▶ [Work required]: Please return the lines of the data below, word for word, from the first line through the line containing "use crate::auth::AuthError;".

▶ [Source information]:

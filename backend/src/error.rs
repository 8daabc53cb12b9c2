use axum::{
    http::StatusCode,
    response::{IntoResponse, Response},
    Json,
};
use shared::shared_wheel_game::ErrorResponse;
use shared::WheelError;
use tracing::error;

use crate::auth::AuthError;
use crate::store::StoreError;

#[derive(Debug)]
pub enum Error {
    Wheel(WheelError),
    Persistence(StoreError),
    Auth(AuthError),
    RateLimited(&'static str),
    Validation(validator::ValidationErrors),
}

impl From<WheelError> for Error {
    fn from(err: WheelError) -> Self {
        Error::Wheel(err)
    }
}

impl From<StoreError> for Error {
    fn from(err: StoreError) -> Self {
        Error::Persistence(err)
    }
}

impl From<AuthError> for Error {
    fn from(err: AuthError) -> Self {
        Error::Auth(err)
    }
}

impl From<validator::ValidationErrors> for Error {
    fn from(err: validator::ValidationErrors) -> Self {
        Error::Validation(err)
    }
}

impl Error {
    pub fn status(&self) -> StatusCode {
        match self {
            Error::Wheel(e) => match e {
                WheelError::AlreadyRegistered(_) | WheelError::InvalidState { .. } => {
                    StatusCode::CONFLICT
                }
                WheelError::EmptyPool => StatusCode::UNPROCESSABLE_ENTITY,
                WheelError::NotFound(_) => StatusCode::NOT_FOUND,
                WheelError::Forbidden(_) => StatusCode::FORBIDDEN,
                WheelError::InvalidInput(_) => StatusCode::BAD_REQUEST,
            },
            Error::Persistence(_) => StatusCode::BAD_GATEWAY,
            Error::Auth(_) => StatusCode::UNAUTHORIZED,
            Error::RateLimited(_) => StatusCode::TOO_MANY_REQUESTS,
            Error::Validation(_) => StatusCode::BAD_REQUEST,
        }
    }

    fn body(&self) -> ErrorResponse {
        let (error, message) = match self {
            Error::Wheel(e) => (e.kind().to_string(), e.to_string()),
            Error::Persistence(_) => ("persistence".to_string(), "Storage is unavailable".to_string()),
            Error::Auth(e) => ("unauthorized".to_string(), e.to_string()),
            Error::RateLimited(msg) => ("rate_limited".to_string(), msg.to_string()),
            Error::Validation(errors) => ("invalid_input".to_string(), validation_message(errors)),
        };
        ErrorResponse { error, message }
    }
}

fn validation_message(errors: &validator::ValidationErrors) -> String {
    errors
        .field_errors()
        .values()
        .flat_map(|errs| errs.iter())
        .find_map(|e| e.message.as_ref().map(|m| m.to_string()))
        .unwrap_or_else(|| "Invalid request".to_string())
}

impl IntoResponse for Error {
    fn into_response(self) -> Response {
        if let Error::Persistence(e) = &self {
            error!("Request failed on storage: {}", e);
        }
        (self.status(), Json(self.body())).into_response()
    }
}

#[cfg(test)]
mod tests {
    use super::*;

    #[test]
    fn test_status_mapping() {
        let cases = [
            (Error::from(WheelError::AlreadyRegistered("u".into())), StatusCode::CONFLICT),
            (Error::from(WheelError::invalid_state("spin", "busy")), StatusCode::CONFLICT),
            (Error::from(WheelError::EmptyPool), StatusCode::UNPROCESSABLE_ENTITY),
            (Error::from(WheelError::NotFound("u".into())), StatusCode::NOT_FOUND),
            (Error::from(WheelError::Forbidden("admins only")), StatusCode::FORBIDDEN),
            (Error::from(WheelError::InvalidInput("bad".into())), StatusCode::BAD_REQUEST),
            (Error::from(StoreError::Database(sqlx::Error::PoolTimedOut)), StatusCode::BAD_GATEWAY),
            (Error::from(AuthError::MissingToken), StatusCode::UNAUTHORIZED),
            (Error::RateLimited("slow down"), StatusCode::TOO_MANY_REQUESTS),
        ];
        for (err, status) in cases {
            assert_eq!(err.status(), status, "{:?}", err);
        }
    }

    #[test]
    fn test_body_uses_error_kind() {
        let body = Error::from(WheelError::EmptyPool).body();
        assert_eq!(body.error, "empty_pool");
        let body = Error::from(StoreError::NotFound("secret dsn".into())).body();
        assert!(!body.message.contains("secret"));
    }
}
use axum::http::StatusCode;
use axum::response::IntoResponse;
use axum::Json;
use jsonwebtoken::{decode, DecodingKey, Validation};
use serde::{Deserialize, Serialize};
use serde_json::json;
use std::fmt;
use uuid::Uuid;

pub mod middleware;

#[derive(Debug)]
pub enum AuthError {
    JWT(jsonwebtoken::errors::Error),
    MissingToken,
    InvalidToken,
    TokenExpired,
    InvalidSignature,
}

impl fmt::Display for AuthError {
    fn fmt(&self, f: &mut fmt::Formatter<'_>) -> fmt::Result {
        match self {
            Self::JWT(e) => write!(f, "JWT error: {}", e),
            Self::MissingToken => write!(f, "Missing bearer token"),
            Self::InvalidToken => write!(f, "Invalid token"),
            Self::TokenExpired => write!(f, "Token expired"),
            Self::InvalidSignature => write!(f, "Invalid signature"),
        }
    }
}

impl std::error::Error for AuthError {
    fn source(&self) -> Option<&(dyn std::error::Error + 'static)> {
        match self {
            Self::JWT(e) => Some(e),
            _ => None,
        }
    }
}

impl From<jsonwebtoken::errors::Error> for AuthError {
    fn from(err: jsonwebtoken::errors::Error) -> Self {
        Self::JWT(err)
    }
}

impl IntoResponse for AuthError {
    fn into_response(self) -> axum::response::Response {
        let message = match self {
            Self::JWT(_) | Self::InvalidToken => "Invalid token",
            Self::MissingToken => "Authentication required",
            Self::TokenExpired => "Token has expired",
            Self::InvalidSignature => "Invalid signature",
        };

        (StatusCode::UNAUTHORIZED, Json(json!({ "error": "unauthorized", "message": message }))).into_response()
    }
}

/// Access token issued by the site's auth provider.
#[derive(Debug, Serialize, Deserialize)]
pub struct Claims {
    pub sub: String,
    pub exp: usize,
}

pub fn validate_jwt(token: &str, secret: &str) -> Result<Uuid, AuthError> {
    let mut validation = Validation::default();
    validation.validate_exp = true;
    validation.validate_nbf = true;
    validation.set_required_spec_claims(&["exp", "sub"]);

    let token_data = decode::<Claims>(
        token,
        &DecodingKey::from_secret(secret.as_bytes()),
        &validation
    ).map_err(|e| match e.kind() {
        jsonwebtoken::errors::ErrorKind::ExpiredSignature => AuthError::TokenExpired,
        jsonwebtoken::errors::ErrorKind::InvalidSignature => AuthError::InvalidSignature,
        _ => AuthError::JWT(e)
    })?;

    Uuid::parse_str(&token_data.claims.sub).map_err(|_| AuthError::InvalidToken)
}

/// Strips the `Bearer ` scheme from an Authorization header value.
pub fn bearer_token(value: &str) -> Option<&str> {
    value
        .strip_prefix("Bearer ")
        .map(str::trim)
        .filter(|token| !token.is_empty())
}

#[cfg(test)]
pub fn create_token(user_id: Uuid, secret: &str, ttl_secs: i64) -> String {
    use jsonwebtoken::{encode, EncodingKey, Header};

    let exp = chrono::Utc::now().timestamp() + ttl_secs;
    encode(
        &Header::default(),
        &Claims {
            sub: user_id.to_string(),
            exp: exp.max(0) as usize,
        },
        &EncodingKey::from_secret(secret.as_bytes()),
    )
    .unwrap()
}

#[cfg(test)]
mod tests {
    use super::*;

    const SECRET: &str = "test-secret";

    #[test]
    fn test_token_round_trip() {
        let user = Uuid::new_v4();
        let token = create_token(user, SECRET, 3600);
        assert_eq!(validate_jwt(&token, SECRET).unwrap(), user);
    }

    #[test]
    fn test_wrong_secret_and_expired() {
        let user = Uuid::new_v4();
        let token = create_token(user, SECRET, 3600);
        assert!(matches!(validate_jwt(&token, "other"), Err(AuthError::InvalidSignature)));

        let expired = create_token(user, SECRET, -3600);
        assert!(matches!(validate_jwt(&expired, SECRET), Err(AuthError::TokenExpired)));

        assert!(validate_jwt("not-a-jwt", SECRET).is_err());
    }

    #[test]
    fn test_bearer_token() {
        assert_eq!(bearer_token("Bearer abc "), Some("abc"));
        assert_eq!(bearer_token("Bearer   "), None);
        assert_eq!(bearer_token("Basic abc"), None);
    }
}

▶ [Output]:
filename backend/src/error.rs
repository 8daabc53cb12b9c2
use axum::{
    http::StatusCode,
    response::{IntoResponse, Response},
    Json,
};
use shared::shared_wheel_game::ErrorResponse;
use shared::WheelError;
use tracing::error;

use crate::auth::AuthError;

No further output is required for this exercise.